### Extracted material

::::::::::

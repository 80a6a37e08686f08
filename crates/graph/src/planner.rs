//! Microsoft Planner queries used by the project assistant.
//!
//! Every query returns a JSON object with a `success` flag; failures other
//! than authentication become `{"success": false, "error": ...}` so the model
//! can reason about them.

use std::sync::Arc;

use {
    assistant_common::AssistantError,
    serde_json::{Value, json},
    tracing::debug,
};

use crate::client::{GraphClient, collection};

const GROUP_TYPE: &str = "#microsoft.graph.group";

pub struct Planner {
    graph: Arc<GraphClient>,
}

/// Turn a non-authentication failure into a `success: false` payload.
pub(crate) fn reported(result: anyhow::Result<Value>) -> anyhow::Result<Value> {
    match result {
        Err(e) if !AssistantError::is_auth(&e) => Ok(json!({"success": false, "error": e.to_string()})),
        other => other,
    }
}

impl Planner {
    pub fn new(graph: Arc<GraphClient>) -> Self {
        Self { graph }
    }

    pub fn graph(&self) -> &Arc<GraphClient> {
        &self.graph
    }

    pub async fn user_groups(&self, user_id: &str) -> anyhow::Result<Value> {
        reported(self.fetch_groups(user_id).await)
    }

    async fn fetch_groups(&self, user_id: &str) -> anyhow::Result<Value> {
        let resp = self.graph.get(user_id, "/me/memberOf").await?;
        let groups: Vec<Value> = collection(&resp)
            .iter()
            .filter(|g| g["@odata.type"] == GROUP_TYPE)
            .map(|g| {
                json!({
                    "id": g["id"],
                    "displayName": g["displayName"],
                    "description": g["description"],
                    "mail": g["mail"],
                })
            })
            .collect();
        Ok(json!({"success": true, "total_groups": groups.len(), "groups": groups}))
    }

    pub async fn plans_from_group(&self, user_id: &str, group_id: &str) -> anyhow::Result<Value> {
        reported(self.fetch_plans(user_id, group_id).await)
    }

    async fn fetch_plans(&self, user_id: &str, group_id: &str) -> anyhow::Result<Value> {
        let resp = self
            .graph
            .get(user_id, &format!("/groups/{group_id}/planner/plans"))
            .await?;
        let plans: Vec<Value> = collection(&resp)
            .iter()
            .map(|p| {
                json!({
                    "id": p["id"],
                    "title": p["title"],
                    "createdDateTime": p["createdDateTime"],
                    "owner": p["owner"],
                })
            })
            .collect();
        Ok(json!({
            "success": true,
            "group_id": group_id,
            "total_plans": plans.len(),
            "plans": plans,
        }))
    }

    /// Plans of every group the user belongs to, tagged with `groupName` and
    /// `groupId`. Groups whose plans cannot be read are skipped.
    pub async fn all_plans(&self, user_id: &str) -> anyhow::Result<Value> {
        let groups = self.user_groups(user_id).await?;
        if groups["success"] != true {
            return Ok(json!({"success": false, "error": "Failed to get groups"}));
        }

        let groups = groups["groups"].as_array().cloned().unwrap_or_default();
        let mut all = Vec::new();
        for group in &groups {
            let group_id = group["id"].as_str().unwrap_or_default();
            let plans = self.plans_from_group(user_id, group_id).await?;
            if plans["success"] != true {
                debug!(group_id, "skipping group whose plans could not be read");
                continue;
            }
            for mut plan in plans["plans"].as_array().cloned().unwrap_or_default() {
                plan["groupName"] = group["displayName"].clone();
                plan["groupId"] = group["id"].clone();
                all.push(plan);
            }
        }
        Ok(json!({
            "success": true,
            "total_plans": all.len(),
            "total_groups": groups.len(),
            "plans": all,
        }))
    }

    pub async fn plan_tasks(&self, user_id: &str, plan_id: &str) -> anyhow::Result<Value> {
        reported(self.fetch_tasks(user_id, plan_id).await)
    }

    async fn fetch_tasks(&self, user_id: &str, plan_id: &str) -> anyhow::Result<Value> {
        let resp = self
            .graph
            .get(user_id, &format!("/planner/plans/{plan_id}/tasks"))
            .await?;
        let tasks = collection(&resp);
        let enriched: Vec<Value> = tasks
            .iter()
            .map(|t| {
                json!({
                    "id": t["id"],
                    "title": t["title"],
                    "percentComplete": t.get("percentComplete").cloned().unwrap_or(json!(0)),
                    "priority": t.get("priority").cloned().unwrap_or(json!(5)),
                    "dueDateTime": t["dueDateTime"],
                    "createdDateTime": t["createdDateTime"],
                    "bucketId": t["bucketId"],
                    "assignedTo": t["assignments"].as_object().map_or(0, |a| a.len()),
                    "hasDescription": t["hasDescription"].as_bool().unwrap_or(false),
                    "checklistItemCount": t.get("checklistItemCount").cloned().unwrap_or(json!(0)),
                    "completedChecklistItemCount": t.get("completedChecklistItemCount").cloned().unwrap_or(json!(0)),
                })
            })
            .collect();
        Ok(json!({
            "success": true,
            "plan_id": plan_id,
            "total_tasks": tasks.len(),
            "tasks": enriched,
        }))
    }

    pub async fn plan_buckets(&self, user_id: &str, plan_id: &str) -> anyhow::Result<Value> {
        reported(self.fetch_buckets(user_id, plan_id).await)
    }

    async fn fetch_buckets(&self, user_id: &str, plan_id: &str) -> anyhow::Result<Value> {
        let resp = self
            .graph
            .get(user_id, &format!("/planner/plans/{plan_id}/buckets"))
            .await?;
        let buckets: Vec<Value> = collection(&resp)
            .iter()
            .map(|b| json!({"id": b["id"], "name": b["name"], "orderHint": b["orderHint"]}))
            .collect();
        Ok(json!({
            "success": true,
            "plan_id": plan_id,
            "total_buckets": buckets.len(),
            "buckets": buckets,
        }))
    }

    pub async fn task_details(&self, user_id: &str, task_id: &str) -> anyhow::Result<Value> {
        reported(self.fetch_task(user_id, task_id).await)
    }

    async fn fetch_task(&self, user_id: &str, task_id: &str) -> anyhow::Result<Value> {
        let task = self.graph.get(user_id, &format!("/planner/tasks/{task_id}")).await?;
        let description = match self
            .graph
            .get(user_id, &format!("/planner/tasks/{task_id}/details"))
            .await
        {
            Ok(details) => details["description"].as_str().unwrap_or_default().to_string(),
            Err(e) => {
                debug!(task_id, error = %e, "task details unavailable");
                String::new()
            },
        };
        let or = |key: &str, default: Value| task.get(key).cloned().unwrap_or(default);
        Ok(json!({
            "success": true,
            "task": {
                "id": task["id"],
                "title": task["title"],
                "percentComplete": or("percentComplete", json!(0)),
                "priority": or("priority", json!(5)),
                "dueDateTime": task["dueDateTime"],
                "startDateTime": task["startDateTime"],
                "completedDateTime": task["completedDateTime"],
                "bucketId": task["bucketId"],
                "planId": task["planId"],
                "description": description,
                "assignments": or("assignments", json!({})),
                "checklistItemCount": or("checklistItemCount", json!(0)),
                "completedChecklistItemCount": or("completedChecklistItemCount", json!(0)),
            }
        }))
    }

    /// One-line login status for the status endpoint.
    pub async fn login_status(&self, user_id: &str) -> String {
        if !self.graph.session().is_authenticated(user_id).await {
            return "❌ Not logged in. Please click 'Login untuk Project Management' button.".into();
        }
        match self.graph.get(user_id, "/me").await {
            Ok(me) => {
                let name = me["displayName"].as_str().unwrap_or("Unknown");
                let email = me["mail"]
                    .as_str()
                    .or_else(|| me["userPrincipalName"].as_str())
                    .unwrap_or("No email");
                format!("✅ Logged in as: {name} ({email})")
            },
            Err(e) => format!("❌ Authentication error: {e}"),
        }
    }
}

::::::::::

### What the exercise asks
Write out the listing exactly from its first line to the line containing "const GROUP_TYPE: &str". Both of those lines belong in the answer.

### Solution to the problem
repository 80a6a37e08686f08
filename crates/graph/src/planner.rs
//! Microsoft Planner queries used by the project assistant.
//!
//! Every query returns a JSON object with a `success` flag; failures other
//! than authentication become `{"success": false, "error": ...}` so the model
//! can reason about them.

use std::sync::Arc;

use {
    assistant_common::AssistantError,
    serde_json::{Value, json},
    tracing::debug,
};

use crate::client::{GraphClient, collection};

const GROUP_TYPE: &str = "#microsoft.graph.group";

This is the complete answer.